Gölcük’te korona kurbanları
Gölcük’te korona kurbanları
Aldım sazı elime Türkü çığırıyorum. Vur patlasın çal oynasın hayat cümbüşlerle devam etsin. Kimilerine göre kafa bu. Sanki bu ülkede korona virüs yokmuş her şey normalmiş de bir gezip tozmamız bir de birbirimizin üstüne çıkarcasına sokaklarda dolaşmamız kalmış. Korona virüsün bir ölüm tehdidi olduğunu farkında olmayan kafalar. Gölcük’te adeta mikrop saçıyor, insanları sorumsuzluklarıyla hastalığa sürüklüyorlar. Uzmanlar her gün avazı çıktığı kadar bağırıp “bu kafayla bu iş başarılamaz kesinlikle başaramayız” derken o kafalar hala aynı tastan su döküp aynı hamamda yıkanmaya devam ediyorlar. İzledik denizlerde kulaç atacak dahi yer yok. Sahiller dip dibe oturup güneşlenen oyun oynayan şakalaşanlarla dolu. Piknik alanları ortalığı yangın yerine çeviriyor ki zaten ormanlar da cayır cayır yanıyor.
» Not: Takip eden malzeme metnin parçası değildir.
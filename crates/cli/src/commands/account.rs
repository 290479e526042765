//! Account management commands.
//!
//! Registration only ever creates `user` accounts. Promoting an account to
//! `vendor` is an operator action, done here.
//!
//! # Usage
//!
//! ```bash
//! mkt-cli account set-kind -e seller@example.com -k vendor
//! mkt-cli account show -e seller@example.com
//! ```
//!
//! # Environment Variables
//!
//! - `MARKETPLACE_DATABASE_URL` - `PostgreSQL` connection string (or `DATABASE_URL`)

use std::fmt::Write as _;

use marketplace_api::db::{PgStore, Store};
use marketplace_api::models::Account;
use marketplace_core::{AccountKind, Email};

use super::{CliError, connect};

/// Change the kind of the account registered under `email`.
pub async fn set_kind(email: &str, kind: &str) -> Result<(), CliError> {
    let email = Email::parse(email).map_err(|_| CliError::InvalidEmail(email.to_owned()))?;
    let kind: AccountKind = kind
        .parse()
        .map_err(|_| CliError::InvalidKind(kind.to_owned()))?;

    let store = PgStore::new(connect().await?);
    apply_kind(&store, &email, kind).await?;
    Ok(())
}

/// Summarize the account registered under `email`.
pub async fn show(email: &str) -> Result<String, CliError> {
    let email = Email::parse(email).map_err(|_| CliError::InvalidEmail(email.to_owned()))?;

    let store = PgStore::new(connect().await?);
    describe(&store, &email).await
}

/// Set the account's kind. A vendor profile is not created here; it is
/// provisioned on the account's first vendor login.
async fn apply_kind(store: &dyn Store, email: &Email, kind: AccountKind) -> Result<Account, CliError> {
    let mut account = find(store, email).await?;

    if account.kind == kind {
        tracing::info!("Account {} is already a {}", account.email, kind);
        return Ok(account);
    }

    account.kind = kind;
    if !store.save_account(&account).await? {
        return Err(CliError::AccountNotFound(email.to_string()));
    }

    tracing::info!("Account {} is now a {}", account.email, kind);
    Ok(account)
}

async fn describe(store: &dyn Store, email: &Email) -> Result<String, CliError> {
    let account = find(store, email).await?;

    let mut out = String::new();
    let _ = writeln!(out, "id:        {}", account.id);
    let _ = writeln!(out, "name:      {}", account.name);
    let _ = writeln!(out, "email:     {}", account.email);
    let _ = writeln!(out, "kind:      {}", account.kind);
    let _ = writeln!(out, "verified:  {}", account.is_verified);
    let _ = write!(out, "created:   {}", account.created_at.to_rfc3339());

    if let Some(vendor) = store.vendor_by_account(account.id).await? {
        let _ = write!(
            out,
            "\nvendor:    {} ({})",
            vendor.id,
            vendor.business_name.as_deref().unwrap_or("unnamed")
        );
    }

    Ok(out)
}

async fn find(store: &dyn Store, email: &Email) -> Result<Account, CliError> {
    store
        .account_by_email(email)
        .await?
        .ok_or_else(|| CliError::AccountNotFound(email.to_string()))
}

#[cfg(test)]
#[allow(clippy::unwrap_used)]
mod tests {
    use super::*;
    use marketplace_api::db::{AccountStore, MemoryStore, VendorStore};
    use marketplace_api::models::NewAccount;

    async fn seeded() -> (MemoryStore, Email) {
        let store = MemoryStore::new();
        let email = Email::parse("seller@example.com").unwrap();
        store
            .insert_account(NewAccount {
                name: "Seller".to_owned(),
                email: email.clone(),
                password_hash: "$argon2id$placeholder".to_owned(),
            })
            .await
            .unwrap();
        (store, email)
    }

    #[tokio::test]
    async fn test_apply_kind_promotes_account() {
        let (store, email) = seeded().await;

        let account = apply_kind(&store, &email, AccountKind::Vendor).await.unwrap();
        assert_eq!(account.kind, AccountKind::Vendor);

        let stored = store.account_by_email(&email).await.unwrap().unwrap();
        assert_eq!(stored.kind, AccountKind::Vendor);
    }

    #[tokio::test]
    async fn test_apply_kind_unknown_email() {
        let (store, _) = seeded().await;
        let other = Email::parse("nobody@example.com").unwrap();

        let result = apply_kind(&store, &other, AccountKind::Vendor).await;
        assert!(matches!(result, Err(CliError::AccountNotFound(_))));
    }

    #[tokio::test]
    async fn test_describe_includes_vendor() {
        let (store, email) = seeded().await;
        let account = apply_kind(&store, &email, AccountKind::Vendor).await.unwrap();

        let summary = describe(&store, &email).await.unwrap();
        assert!(summary.contains("kind:      vendor"));
        assert!(!summary.contains("vendor:    "));

        let (vendor, _) = store.create_vendor_if_absent(account.id).await.unwrap();
        let summary = describe(&store, &email).await.unwrap();
        assert!(summary.contains(&vendor.id.to_string()));
        assert!(!summary.contains("password"));
    }
}
//! Account domain types.

use chrono::{DateTime, Utc};
use serde::Serialize;

use marketplace_core::{AccountId, AccountKind, Email};

/// A registered account (domain type).
///
/// Holds credential material, so it is never serialized directly. Use
/// [`AccountProfile`] for anything that leaves the process.
#[derive(Debug, Clone)]
pub struct Account {
    /// Unique account ID.
    pub id: AccountId,
    /// Display name.
    pub name: String,
    /// Login email, unique across accounts.
    pub email: Email,
    /// Argon2 PHC string.
    pub password_hash: String,
    /// Whether this account may sign in as a vendor.
    pub kind: AccountKind,
    /// Set once the emailed verification code has been confirmed.
    pub is_verified: bool,
    /// Outstanding email verification code.
    pub verification_code: Option<String>,
    /// Outstanding password reset code.
    pub reset_code: Option<String>,
    /// When the outstanding reset code stops being accepted.
    pub reset_expires_at: Option<DateTime<Utc>>,
    /// When the account was created.
    pub created_at: DateTime<Utc>,
}

impl Account {
    /// Whether a reset code is outstanding and still within its lifetime.
    #[must_use]
    pub fn has_pending_reset(&self, now: DateTime<Utc>) -> bool {
        self.reset_code.is_some() && self.reset_expires_at.is_some_and(|expires| expires > now)
    }
}

/// Fields needed to create an account.
#[derive(Debug, Clone)]
pub struct NewAccount {
    pub name: String,
    pub email: Email,
    pub password_hash: String,
}

/// Public projection of an [`Account`].
///
/// Excludes the password hash and both outstanding codes.
#[derive(Debug, Clone, Serialize)]
#[serde(rename_all = "camelCase")]
pub struct AccountProfile {
    pub id: AccountId,
    pub name: String,
    pub email: Email,
    pub kind: AccountKind,
    pub is_verified: bool,
    pub created_at: DateTime<Utc>,
}

impl From<&Account> for AccountProfile {
    fn from(account: &Account) -> Self {
        Self {
            id: account.id,
            name: account.name.clone(),
            email: account.email.clone(),
            kind: account.kind,
            is_verified: account.is_verified,
            created_at: account.created_at,
        }
    }
}

#[cfg(test)]
#[allow(clippy::unwrap_used)]
mod tests {
    use super::*;

    fn account() -> Account {
        Account {
            id: AccountId::generate(),
            name: "A".to_string(),
            email: Email::parse("a@x.com").unwrap(),
            password_hash: "$argon2id$v=19$stub".to_string(),
            kind: AccountKind::User,
            is_verified: false,
            verification_code: Some("123456".to_string()),
            reset_code: Some("654321".to_string()),
            reset_expires_at: None,
            created_at: Utc::now(),
        }
    }

    #[test]
    fn test_profile_hides_credentials() {
        let json = serde_json::to_value(AccountProfile::from(&account())).unwrap();
        let object = json.as_object().unwrap();
        assert!(!object.contains_key("password"));
        assert!(!object.contains_key("passwordHash"));
        assert!(!object.contains_key("verificationCode"));
        assert!(!object.contains_key("resetCode"));
        assert_eq!(object["email"], "a@x.com");
        assert_eq!(object["isVerified"], false);
    }

    #[test]
    fn test_pending_reset_respects_expiry() {
        let now = Utc::now();
        let mut account = account();
        assert!(!account.has_pending_reset(now));

        account.reset_expires_at = Some(now + chrono::Duration::minutes(15));
        assert!(account.has_pending_reset(now));

        account.reset_expires_at = Some(now - chrono::Duration::seconds(1));
        assert!(!account.has_pending_reset(now));
    }
}
//! Password hashing with Argon2id.
//!
//! Hashes are self-describing PHC strings (algorithm, parameters and salt
//! travel with the hash), so callers persist them as opaque text on the
//! owning account.

use argon2::{
    Argon2,
    password_hash::{PasswordHash, PasswordHasher, PasswordVerifier, SaltString, rand_core::OsRng},
};

use super::ServiceError;

/// Hash a password with a fresh random salt.
///
/// # Errors
///
/// Returns `ServiceError::Internal` if the hasher rejects the input.
pub fn hash_password(password: &str) -> Result<String, ServiceError> {
    let salt = SaltString::generate(&mut OsRng);
    let argon2 = Argon2::default();

    argon2
        .hash_password(password.as_bytes(), &salt)
        .map(|hash| hash.to_string())
        .map_err(|e| ServiceError::Internal(format!("password hashing failed: {e}")))
}

/// Check a password against a stored hash.
///
/// An unparseable hash never verifies.
#[must_use]
pub fn verify_password(password: &str, hash: &str) -> bool {
    let Ok(parsed_hash) = PasswordHash::new(hash) else {
        tracing::warn!("stored password hash is not a valid PHC string");
        return false;
    };

    Argon2::default()
        .verify_password(password.as_bytes(), &parsed_hash)
        .is_ok()
}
Ben bu sorumsuzların ülkeye yaptıkları kötülüğün cezasını ülke olarak çekmek istemeyen vatandaşlardan biriyim. Milyonlar da aynı şeyi düşünüyor. Maske takan yok. Ya çenesinin altında ya kolunda ya elinde. Ya da komiklik yaptıklarını zanneden kimi sorumsuzların kafalarında duruyor. Maskeyi kafana takacağına virüsün ne kadar tehlikeli ve ölümcül olduğunu kafana tak da insan desinler. Sorumlu bir birey sorumlu bir vatandaş desinler. Gölcük’te korona vakaları artınca hastanede yatanların sayısı da arttı. Kimilerini Umuttepe veya Derince’ye gönderiyorlar. Ya yer kalmadığından ya da durumları ağır olduğundan. Şimdi bütün bunlar bir gerçek bir realite olmasına rağmen sorumsuzlar Gölcük’ün en büyük kabusu olmuş vaziyete. Ya son derece kara cahiller. Ya da sokakta ki vatandaşın dediği gibi bunları mahsustan yapıyorlar. Bu sorumsuzlar ölmeyi bayılmak zannediyor olabilirler. Ama ikisinin arasında dağlar kadar fark var. Ayılana gazoz bayılana limon yapabilirsiniz kendilerine gelebilirler. Ama ölmek toprağın altına girmektir. Herhalde bu garip tipler ölmeden bu işi farkına varamayacaklar.